BEGIN Input material

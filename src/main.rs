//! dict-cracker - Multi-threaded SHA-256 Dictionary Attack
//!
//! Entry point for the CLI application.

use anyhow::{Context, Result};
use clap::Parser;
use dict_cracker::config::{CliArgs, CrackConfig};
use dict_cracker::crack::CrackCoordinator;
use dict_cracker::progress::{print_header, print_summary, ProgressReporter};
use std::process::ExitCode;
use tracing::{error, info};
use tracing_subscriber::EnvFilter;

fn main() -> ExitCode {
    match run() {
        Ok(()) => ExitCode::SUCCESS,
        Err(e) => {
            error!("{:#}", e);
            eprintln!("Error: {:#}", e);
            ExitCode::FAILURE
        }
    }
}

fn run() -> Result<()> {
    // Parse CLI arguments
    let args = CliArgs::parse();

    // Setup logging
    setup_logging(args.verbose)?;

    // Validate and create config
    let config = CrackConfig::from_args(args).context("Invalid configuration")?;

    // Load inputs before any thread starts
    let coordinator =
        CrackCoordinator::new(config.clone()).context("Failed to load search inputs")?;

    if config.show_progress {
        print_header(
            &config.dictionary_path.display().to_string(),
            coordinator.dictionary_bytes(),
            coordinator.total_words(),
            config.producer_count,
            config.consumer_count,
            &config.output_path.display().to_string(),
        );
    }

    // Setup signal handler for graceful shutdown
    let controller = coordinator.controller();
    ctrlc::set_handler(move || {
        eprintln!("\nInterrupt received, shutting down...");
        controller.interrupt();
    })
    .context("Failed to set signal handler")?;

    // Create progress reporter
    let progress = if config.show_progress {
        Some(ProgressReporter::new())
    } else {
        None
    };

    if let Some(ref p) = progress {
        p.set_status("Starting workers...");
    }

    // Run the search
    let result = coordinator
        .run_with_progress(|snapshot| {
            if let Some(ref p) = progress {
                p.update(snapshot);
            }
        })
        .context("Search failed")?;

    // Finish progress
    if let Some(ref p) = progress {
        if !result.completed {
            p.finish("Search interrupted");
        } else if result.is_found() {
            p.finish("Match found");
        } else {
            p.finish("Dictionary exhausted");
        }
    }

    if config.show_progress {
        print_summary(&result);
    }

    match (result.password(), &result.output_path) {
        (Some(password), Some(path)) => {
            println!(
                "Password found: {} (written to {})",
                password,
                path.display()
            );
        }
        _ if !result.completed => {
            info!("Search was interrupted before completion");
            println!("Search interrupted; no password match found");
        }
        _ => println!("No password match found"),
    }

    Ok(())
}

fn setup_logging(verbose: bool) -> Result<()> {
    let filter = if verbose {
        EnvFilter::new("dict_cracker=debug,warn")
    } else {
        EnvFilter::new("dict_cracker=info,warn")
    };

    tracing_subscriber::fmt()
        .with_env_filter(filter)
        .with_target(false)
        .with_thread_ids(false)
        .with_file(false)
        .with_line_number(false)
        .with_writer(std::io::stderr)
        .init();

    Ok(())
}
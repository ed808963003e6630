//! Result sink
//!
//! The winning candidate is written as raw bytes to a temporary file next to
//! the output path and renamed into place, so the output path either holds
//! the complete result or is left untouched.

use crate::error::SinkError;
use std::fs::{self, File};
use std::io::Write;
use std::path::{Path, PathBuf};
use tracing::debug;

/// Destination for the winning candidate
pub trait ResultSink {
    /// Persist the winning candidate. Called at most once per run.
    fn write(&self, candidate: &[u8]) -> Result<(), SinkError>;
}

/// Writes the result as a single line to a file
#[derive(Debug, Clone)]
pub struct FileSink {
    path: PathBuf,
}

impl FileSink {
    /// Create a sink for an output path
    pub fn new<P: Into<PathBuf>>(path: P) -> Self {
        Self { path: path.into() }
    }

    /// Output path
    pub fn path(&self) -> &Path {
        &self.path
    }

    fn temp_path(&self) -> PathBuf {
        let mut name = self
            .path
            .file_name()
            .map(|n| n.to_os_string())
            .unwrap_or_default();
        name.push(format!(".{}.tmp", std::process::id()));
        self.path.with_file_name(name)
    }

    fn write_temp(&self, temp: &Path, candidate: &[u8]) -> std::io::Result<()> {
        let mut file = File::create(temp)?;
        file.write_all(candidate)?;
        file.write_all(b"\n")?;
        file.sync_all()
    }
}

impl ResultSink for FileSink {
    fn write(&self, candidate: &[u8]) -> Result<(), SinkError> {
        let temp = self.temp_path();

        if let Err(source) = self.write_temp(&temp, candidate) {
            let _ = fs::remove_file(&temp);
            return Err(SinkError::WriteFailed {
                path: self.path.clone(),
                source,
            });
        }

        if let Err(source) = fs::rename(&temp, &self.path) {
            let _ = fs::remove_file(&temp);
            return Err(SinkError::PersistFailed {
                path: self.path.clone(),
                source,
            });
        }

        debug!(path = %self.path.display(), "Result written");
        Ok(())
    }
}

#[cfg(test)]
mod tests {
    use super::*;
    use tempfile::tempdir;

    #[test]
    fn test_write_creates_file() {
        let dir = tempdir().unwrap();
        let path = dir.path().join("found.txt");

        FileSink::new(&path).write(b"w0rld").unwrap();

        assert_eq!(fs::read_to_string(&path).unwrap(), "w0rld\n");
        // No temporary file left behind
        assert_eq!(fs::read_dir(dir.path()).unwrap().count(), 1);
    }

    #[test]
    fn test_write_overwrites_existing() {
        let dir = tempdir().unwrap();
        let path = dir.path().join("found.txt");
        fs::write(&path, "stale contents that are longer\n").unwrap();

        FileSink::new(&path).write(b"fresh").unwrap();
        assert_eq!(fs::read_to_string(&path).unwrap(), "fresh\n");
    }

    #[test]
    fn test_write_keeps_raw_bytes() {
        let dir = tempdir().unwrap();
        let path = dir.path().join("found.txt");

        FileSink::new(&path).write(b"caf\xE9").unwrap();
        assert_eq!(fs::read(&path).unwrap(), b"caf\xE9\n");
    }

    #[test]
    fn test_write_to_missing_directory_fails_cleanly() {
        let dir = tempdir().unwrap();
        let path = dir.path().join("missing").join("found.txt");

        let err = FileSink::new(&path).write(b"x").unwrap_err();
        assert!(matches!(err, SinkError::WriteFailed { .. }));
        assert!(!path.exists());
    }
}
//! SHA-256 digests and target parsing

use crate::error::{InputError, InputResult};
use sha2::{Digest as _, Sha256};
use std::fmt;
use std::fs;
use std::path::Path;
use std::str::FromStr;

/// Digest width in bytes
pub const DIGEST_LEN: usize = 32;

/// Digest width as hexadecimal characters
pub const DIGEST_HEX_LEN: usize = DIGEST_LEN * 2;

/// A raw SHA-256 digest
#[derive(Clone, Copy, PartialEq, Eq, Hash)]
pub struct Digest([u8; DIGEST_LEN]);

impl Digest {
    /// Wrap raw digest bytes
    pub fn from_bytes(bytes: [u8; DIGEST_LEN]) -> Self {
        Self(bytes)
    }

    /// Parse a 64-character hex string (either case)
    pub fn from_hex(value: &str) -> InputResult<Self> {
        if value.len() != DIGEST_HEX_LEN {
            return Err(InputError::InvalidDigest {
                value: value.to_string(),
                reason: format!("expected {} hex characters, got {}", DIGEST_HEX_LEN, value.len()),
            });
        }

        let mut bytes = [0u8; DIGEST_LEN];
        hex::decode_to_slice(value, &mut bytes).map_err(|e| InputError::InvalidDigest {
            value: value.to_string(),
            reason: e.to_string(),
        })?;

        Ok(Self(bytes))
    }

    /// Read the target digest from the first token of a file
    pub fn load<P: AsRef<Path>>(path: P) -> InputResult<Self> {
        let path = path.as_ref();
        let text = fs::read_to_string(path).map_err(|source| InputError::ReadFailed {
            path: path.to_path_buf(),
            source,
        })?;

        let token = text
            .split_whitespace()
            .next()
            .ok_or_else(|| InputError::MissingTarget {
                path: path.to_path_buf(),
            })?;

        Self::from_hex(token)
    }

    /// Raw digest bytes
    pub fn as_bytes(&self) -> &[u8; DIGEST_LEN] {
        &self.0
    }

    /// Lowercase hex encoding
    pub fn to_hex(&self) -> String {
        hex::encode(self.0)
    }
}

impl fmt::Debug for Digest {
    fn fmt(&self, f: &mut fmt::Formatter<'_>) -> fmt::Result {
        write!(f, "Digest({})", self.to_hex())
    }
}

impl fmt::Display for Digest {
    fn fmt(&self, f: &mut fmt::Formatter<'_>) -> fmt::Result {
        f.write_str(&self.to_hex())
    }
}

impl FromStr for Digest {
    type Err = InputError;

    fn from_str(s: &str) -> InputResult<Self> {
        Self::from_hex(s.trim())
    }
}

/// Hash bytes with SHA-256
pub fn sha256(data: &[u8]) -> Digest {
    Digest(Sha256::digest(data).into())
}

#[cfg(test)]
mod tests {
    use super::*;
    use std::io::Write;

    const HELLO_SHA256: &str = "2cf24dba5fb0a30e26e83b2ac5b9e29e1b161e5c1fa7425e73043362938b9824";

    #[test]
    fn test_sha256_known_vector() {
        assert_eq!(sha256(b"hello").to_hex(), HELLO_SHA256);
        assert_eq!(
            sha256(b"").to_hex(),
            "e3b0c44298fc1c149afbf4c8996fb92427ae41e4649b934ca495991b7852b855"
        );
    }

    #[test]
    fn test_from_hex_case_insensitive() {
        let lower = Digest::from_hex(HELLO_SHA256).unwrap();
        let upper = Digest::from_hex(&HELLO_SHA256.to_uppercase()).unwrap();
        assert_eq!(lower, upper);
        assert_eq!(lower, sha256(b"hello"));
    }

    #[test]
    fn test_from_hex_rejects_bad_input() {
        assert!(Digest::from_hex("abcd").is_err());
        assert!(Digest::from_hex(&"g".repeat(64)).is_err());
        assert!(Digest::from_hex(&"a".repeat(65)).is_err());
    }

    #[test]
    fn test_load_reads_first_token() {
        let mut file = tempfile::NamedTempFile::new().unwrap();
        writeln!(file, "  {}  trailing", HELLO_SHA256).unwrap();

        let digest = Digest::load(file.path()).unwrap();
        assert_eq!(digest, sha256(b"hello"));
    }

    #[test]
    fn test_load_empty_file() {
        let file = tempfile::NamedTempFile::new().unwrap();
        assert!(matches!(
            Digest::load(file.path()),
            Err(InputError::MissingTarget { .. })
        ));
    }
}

END Input material
BEGIN Input material

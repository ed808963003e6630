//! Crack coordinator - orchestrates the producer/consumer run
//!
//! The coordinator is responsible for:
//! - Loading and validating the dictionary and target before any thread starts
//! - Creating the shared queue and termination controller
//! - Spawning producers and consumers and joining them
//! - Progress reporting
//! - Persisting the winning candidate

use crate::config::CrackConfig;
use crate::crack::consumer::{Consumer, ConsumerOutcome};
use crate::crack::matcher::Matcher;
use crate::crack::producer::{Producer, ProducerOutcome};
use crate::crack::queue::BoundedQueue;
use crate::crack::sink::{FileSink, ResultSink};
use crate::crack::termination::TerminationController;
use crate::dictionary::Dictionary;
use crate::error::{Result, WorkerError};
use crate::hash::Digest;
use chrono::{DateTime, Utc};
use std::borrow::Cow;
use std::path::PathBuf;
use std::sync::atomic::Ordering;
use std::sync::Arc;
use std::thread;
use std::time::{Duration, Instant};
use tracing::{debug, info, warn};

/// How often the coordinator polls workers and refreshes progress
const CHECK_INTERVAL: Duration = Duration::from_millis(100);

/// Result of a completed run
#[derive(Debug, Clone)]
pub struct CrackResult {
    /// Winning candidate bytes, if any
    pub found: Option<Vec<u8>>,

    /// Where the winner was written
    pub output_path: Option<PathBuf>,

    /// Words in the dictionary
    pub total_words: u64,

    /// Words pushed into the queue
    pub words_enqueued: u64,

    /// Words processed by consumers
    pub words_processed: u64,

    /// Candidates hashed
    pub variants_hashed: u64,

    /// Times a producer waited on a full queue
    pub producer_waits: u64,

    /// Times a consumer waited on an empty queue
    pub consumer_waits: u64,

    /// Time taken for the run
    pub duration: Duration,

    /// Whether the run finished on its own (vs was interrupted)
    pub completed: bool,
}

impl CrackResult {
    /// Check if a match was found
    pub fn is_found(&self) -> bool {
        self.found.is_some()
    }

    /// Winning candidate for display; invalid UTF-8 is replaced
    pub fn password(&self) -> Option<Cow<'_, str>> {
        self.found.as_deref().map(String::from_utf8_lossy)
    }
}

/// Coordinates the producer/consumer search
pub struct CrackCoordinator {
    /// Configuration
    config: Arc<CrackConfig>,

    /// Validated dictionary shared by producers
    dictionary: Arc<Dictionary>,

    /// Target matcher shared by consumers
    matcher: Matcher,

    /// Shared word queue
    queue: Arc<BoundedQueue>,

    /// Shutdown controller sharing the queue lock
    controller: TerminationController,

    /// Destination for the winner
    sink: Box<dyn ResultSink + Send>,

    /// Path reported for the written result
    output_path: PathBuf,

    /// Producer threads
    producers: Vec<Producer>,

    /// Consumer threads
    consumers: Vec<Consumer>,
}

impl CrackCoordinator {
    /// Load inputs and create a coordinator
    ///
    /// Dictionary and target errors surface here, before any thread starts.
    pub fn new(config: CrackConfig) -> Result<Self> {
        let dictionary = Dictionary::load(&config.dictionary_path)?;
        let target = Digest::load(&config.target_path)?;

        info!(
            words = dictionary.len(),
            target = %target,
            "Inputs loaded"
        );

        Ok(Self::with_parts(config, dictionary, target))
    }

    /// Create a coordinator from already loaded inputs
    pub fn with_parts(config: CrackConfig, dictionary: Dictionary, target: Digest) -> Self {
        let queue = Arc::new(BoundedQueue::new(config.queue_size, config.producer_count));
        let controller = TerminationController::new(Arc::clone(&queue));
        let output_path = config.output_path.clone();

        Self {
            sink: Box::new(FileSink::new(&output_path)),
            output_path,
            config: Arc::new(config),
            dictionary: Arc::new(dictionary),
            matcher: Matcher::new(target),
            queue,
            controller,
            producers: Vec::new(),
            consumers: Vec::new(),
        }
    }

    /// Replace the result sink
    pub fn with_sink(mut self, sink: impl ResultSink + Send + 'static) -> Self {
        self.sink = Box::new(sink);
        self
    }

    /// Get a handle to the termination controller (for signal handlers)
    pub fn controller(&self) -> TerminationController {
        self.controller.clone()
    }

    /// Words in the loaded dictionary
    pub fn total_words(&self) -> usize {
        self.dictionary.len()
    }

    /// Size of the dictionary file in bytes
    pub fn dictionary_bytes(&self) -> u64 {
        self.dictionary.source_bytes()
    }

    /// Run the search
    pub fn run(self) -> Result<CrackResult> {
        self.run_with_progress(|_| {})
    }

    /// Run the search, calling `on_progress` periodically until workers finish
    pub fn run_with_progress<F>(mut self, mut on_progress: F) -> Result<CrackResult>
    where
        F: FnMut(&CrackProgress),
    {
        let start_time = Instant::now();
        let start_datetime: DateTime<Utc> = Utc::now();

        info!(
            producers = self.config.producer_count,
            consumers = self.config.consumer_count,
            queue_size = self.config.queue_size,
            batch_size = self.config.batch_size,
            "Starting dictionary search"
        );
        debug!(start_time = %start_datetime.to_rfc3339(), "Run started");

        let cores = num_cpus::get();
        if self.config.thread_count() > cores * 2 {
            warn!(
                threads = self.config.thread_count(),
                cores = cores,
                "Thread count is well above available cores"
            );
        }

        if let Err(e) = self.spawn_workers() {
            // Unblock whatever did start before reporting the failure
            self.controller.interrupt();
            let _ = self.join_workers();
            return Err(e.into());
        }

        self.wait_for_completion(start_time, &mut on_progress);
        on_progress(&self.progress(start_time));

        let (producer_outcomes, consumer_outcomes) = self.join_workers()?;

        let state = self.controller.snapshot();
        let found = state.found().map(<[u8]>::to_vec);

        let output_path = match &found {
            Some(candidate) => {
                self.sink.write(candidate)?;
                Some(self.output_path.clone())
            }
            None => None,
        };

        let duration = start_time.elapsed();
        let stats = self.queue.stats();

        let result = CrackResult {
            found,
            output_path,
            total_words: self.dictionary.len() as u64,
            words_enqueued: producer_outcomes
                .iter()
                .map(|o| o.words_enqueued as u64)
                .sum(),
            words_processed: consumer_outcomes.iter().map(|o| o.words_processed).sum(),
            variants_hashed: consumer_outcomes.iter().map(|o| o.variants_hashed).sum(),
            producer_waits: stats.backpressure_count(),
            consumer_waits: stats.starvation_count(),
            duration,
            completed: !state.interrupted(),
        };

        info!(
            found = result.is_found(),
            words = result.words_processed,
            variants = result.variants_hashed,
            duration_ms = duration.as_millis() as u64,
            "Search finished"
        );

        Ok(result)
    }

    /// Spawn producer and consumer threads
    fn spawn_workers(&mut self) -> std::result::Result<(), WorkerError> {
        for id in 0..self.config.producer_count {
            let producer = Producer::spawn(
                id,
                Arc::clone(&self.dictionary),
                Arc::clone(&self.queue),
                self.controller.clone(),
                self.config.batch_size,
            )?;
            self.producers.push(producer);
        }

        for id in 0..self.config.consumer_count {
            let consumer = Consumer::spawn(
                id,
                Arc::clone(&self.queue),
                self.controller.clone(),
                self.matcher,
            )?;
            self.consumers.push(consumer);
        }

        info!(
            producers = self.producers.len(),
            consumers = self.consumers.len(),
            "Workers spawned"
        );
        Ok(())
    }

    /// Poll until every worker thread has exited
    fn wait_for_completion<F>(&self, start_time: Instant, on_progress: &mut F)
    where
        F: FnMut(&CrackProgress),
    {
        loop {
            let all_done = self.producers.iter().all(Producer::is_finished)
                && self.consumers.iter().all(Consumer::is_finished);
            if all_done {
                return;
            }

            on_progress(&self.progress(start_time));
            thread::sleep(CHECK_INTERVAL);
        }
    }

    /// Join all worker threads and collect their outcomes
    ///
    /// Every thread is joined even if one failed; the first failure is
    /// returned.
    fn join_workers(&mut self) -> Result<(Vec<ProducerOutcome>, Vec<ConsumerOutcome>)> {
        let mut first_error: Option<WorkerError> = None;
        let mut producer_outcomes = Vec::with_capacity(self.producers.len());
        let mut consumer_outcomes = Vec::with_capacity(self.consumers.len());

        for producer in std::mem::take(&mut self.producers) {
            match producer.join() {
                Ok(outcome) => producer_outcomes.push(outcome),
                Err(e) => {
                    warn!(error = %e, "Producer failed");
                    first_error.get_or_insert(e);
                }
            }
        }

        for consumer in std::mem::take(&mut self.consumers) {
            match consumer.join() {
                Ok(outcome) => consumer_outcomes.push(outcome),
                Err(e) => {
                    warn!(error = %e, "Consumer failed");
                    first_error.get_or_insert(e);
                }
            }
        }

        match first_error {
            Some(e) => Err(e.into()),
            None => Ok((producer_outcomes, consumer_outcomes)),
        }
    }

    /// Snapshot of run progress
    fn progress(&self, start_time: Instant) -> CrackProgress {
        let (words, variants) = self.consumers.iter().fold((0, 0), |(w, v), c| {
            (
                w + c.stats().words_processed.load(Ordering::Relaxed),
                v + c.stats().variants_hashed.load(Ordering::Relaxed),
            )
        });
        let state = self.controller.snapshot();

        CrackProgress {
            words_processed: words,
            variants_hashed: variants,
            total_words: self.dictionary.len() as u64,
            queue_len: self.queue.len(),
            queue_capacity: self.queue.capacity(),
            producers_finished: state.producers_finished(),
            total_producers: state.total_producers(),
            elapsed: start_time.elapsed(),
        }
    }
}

END Input material

* What this task involves *
Above are the records; print exactly the lines from the line with "filename src/main.rs" to the line with "setup_logging(args.verbose)?;", including both, and nothing else.

* Exercise response *
filename src/main.rs
//! dict-cracker - Multi-threaded SHA-256 Dictionary Attack
//!
//! Entry point for the CLI application.

use anyhow::{Context, Result};
use clap::Parser;
use dict_cracker::config::{CliArgs, CrackConfig};
use dict_cracker::crack::CrackCoordinator;
use dict_cracker::progress::{print_header, print_summary, ProgressReporter};
use std::process::ExitCode;
use tracing::{error, info};
use tracing_subscriber::EnvFilter;

fn main() -> ExitCode {
    match run() {
        Ok(()) => ExitCode::SUCCESS,
        Err(e) => {
            error!("{:#}", e);
            eprintln!("Error: {:#}", e);
            ExitCode::FAILURE
        }
    }
}

fn run() -> Result<()> {
    // Parse CLI arguments
    let args = CliArgs::parse();

    // Setup logging
    setup_logging(args.verbose)?;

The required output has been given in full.